(Collected data entries)
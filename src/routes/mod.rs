//! Router assembly.
//!
//! SYSTEM CONTEXT
//! ==============
//! One websocket endpoint carries the whole drawing session; `/healthz` is
//! for load balancers and smoke tests.

pub mod ws;

use axum::Router;
use axum::http::StatusCode;
use axum::routing::get;
use tower_http::cors::{Any, CorsLayer};
use tower_http::trace::TraceLayer;

use crate::state::AppState;

/// Build the application router.
pub fn app(state: AppState) -> Router {
    let cors = CorsLayer::new()
        .allow_origin(Any)
        .allow_methods(Any)
        .allow_headers(Any);

    Router::new()
        .route("/api/ws", get(ws::handle_ws))
        .route("/healthz", get(healthz))
        .layer(cors)
        .layer(TraceLayer::new_for_http())
        .with_state(state)
}

async fn healthz() -> StatusCode {
    StatusCode::OK
}

#[cfg(test)]
#[path = "mod_test.rs"]
mod tests;
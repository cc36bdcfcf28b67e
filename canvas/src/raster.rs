//! The pixel buffer behind the drawing surface.
//!
//! Strokes are stamped as filled discs along each segment, so every segment
//! ends in a round cap and consecutive segments meet in a round join with no
//! gap regardless of their angle.

#[cfg(test)]
#[path = "raster_test.rs"]
mod raster_test;

use image::{Rgba, RgbaImage};

use crate::consts::BACKGROUND;
use crate::coords::StrokePoint;

/// A persistent RGBA raster sized to the viewport.
#[derive(Debug, Clone)]
pub struct Raster {
    pixels: RgbaImage,
}

impl Raster {
    /// Allocate a raster of the given size, filled with the background colour.
    #[must_use]
    pub fn new(width: u32, height: u32) -> Self {
        Self { pixels: RgbaImage::from_pixel(width, height, Rgba(BACKGROUND)) }
    }

    /// Wrap an existing image (e.g. a decoded PNG).
    #[must_use]
    pub fn from_image(pixels: RgbaImage) -> Self {
        Self { pixels }
    }

    #[must_use]
    pub fn width(&self) -> u32 {
        self.pixels.width()
    }

    #[must_use]
    pub fn height(&self) -> u32 {
        self.pixels.height()
    }

    /// Zero-area rasters exist before the first viewport report.
    #[must_use]
    pub fn is_empty(&self) -> bool {
        self.width() == 0 || self.height() == 0
    }

    #[must_use]
    pub fn as_image(&self) -> &RgbaImage {
        &self.pixels
    }

    /// Read one pixel; `None` outside the raster.
    #[must_use]
    pub fn pixel(&self, x: u32, y: u32) -> Option<[u8; 4]> {
        self.pixels.get_pixel_checked(x, y).map(|p| p.0)
    }

    /// Paint every pixel with `color`.
    pub fn fill(&mut self, color: [u8; 4]) {
        for p in self.pixels.pixels_mut() {
            *p = Rgba(color);
        }
    }

    /// Whether every pixel equals `color`.
    #[must_use]
    pub fn is_uniform(&self, color: [u8; 4]) -> bool {
        self.pixels.pixels().all(|p| p.0 == color)
    }

    /// Draw a straight segment of the given width with round caps.
    ///
    /// Non-finite endpoints are ignored. The segment is clipped to the
    /// raster (padded by the pen radius) before stamping, so far off-canvas
    /// endpoints cost nothing and leave no gaps in the visible part.
    #[allow(clippy::cast_possible_truncation, clippy::cast_sign_loss)]
    pub fn stroke_segment(&mut self, from: StrokePoint, to: StrokePoint, color: [u8; 4], width: f64) {
        if self.is_empty() || !from.is_finite() || !to.is_finite() {
            return;
        }
        let radius = (width / 2.0).max(0.5);
        let pad = radius + 1.0;
        let bounds = (-pad, -pad, f64::from(self.width()) + pad, f64::from(self.height()) + pad);
        let Some((from, to)) = clip_segment(from, to, bounds) else {
            return;
        };
        let dx = to.x - from.x;
        let dy = to.y - from.y;
        let steps = dx.abs().max(dy.abs()).ceil().max(1.0);
        for i in 0..=(steps as u32) {
            let t = f64::from(i) / steps;
            self.stamp_disc(from.x + dx * t, from.y + dy * t, radius, color);
        }
    }

    #[allow(clippy::cast_possible_truncation, clippy::cast_sign_loss)]
    fn stamp_disc(&mut self, cx: f64, cy: f64, radius: f64, color: [u8; 4]) {
        let max_x = f64::from(self.width() - 1);
        let max_y = f64::from(self.height() - 1);
        let x0 = (cx - radius).floor().max(0.0);
        let x1 = (cx + radius).ceil().min(max_x);
        let y0 = (cy - radius).floor().max(0.0);
        let y1 = (cy + radius).ceil().min(max_y);
        if x0 > x1 || y0 > y1 {
            return;
        }
        let r2 = radius * radius;
        for y in (y0 as u32)..=(y1 as u32) {
            let py = f64::from(y) + 0.5 - cy;
            for x in (x0 as u32)..=(x1 as u32) {
                let px = f64::from(x) + 0.5 - cx;
                if px * px + py * py <= r2 {
                    self.pixels.put_pixel(x, y, Rgba(color));
                }
            }
        }
    }
}

/// Clip a segment to `(min_x, min_y, max_x, max_y)` (Liang-Barsky).
/// `None` when the segment misses the box entirely.
fn clip_segment(from: StrokePoint, to: StrokePoint, bounds: (f64, f64, f64, f64)) -> Option<(StrokePoint, StrokePoint)> {
    let (min_x, min_y, max_x, max_y) = bounds;
    let dx = to.x - from.x;
    let dy = to.y - from.y;
    let mut t0: f64 = 0.0;
    let mut t1: f64 = 1.0;

    for (p, q) in [(-dx, from.x - min_x), (dx, max_x - from.x), (-dy, from.y - min_y), (dy, max_y - from.y)] {
        if p.abs() < f64::EPSILON {
            if q < 0.0 {
                return None;
            }
            continue;
        }
        let r = q / p;
        if p < 0.0 {
            t0 = t0.max(r);
        } else {
            t1 = t1.min(r);
        }
        if t0 > t1 {
            return None;
        }
    }

    let at = |t: f64| StrokePoint::new(from.x + dx * t, from.y + dy * t);
    Some((at(t0), at(t1)))
}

▶ [WHAT YOU HAVE TO DO]: Wherever "bounds" occurs in the records above, copy the line it sits in.

▶ [ANSWER]:
        let bounds = (-pad, -pad, f64::from(self.width()) + pad, f64::from(self.height()) + pad);
        let Some((from, to)) = clip_segment(from, to, bounds) else {
fn clip_segment(from: StrokePoint, to: StrokePoint, bounds: (f64, f64, f64, f64)) -> Option<(StrokePoint, StrokePoint)> {
    let (min_x, min_y, max_x, max_y) = bounds;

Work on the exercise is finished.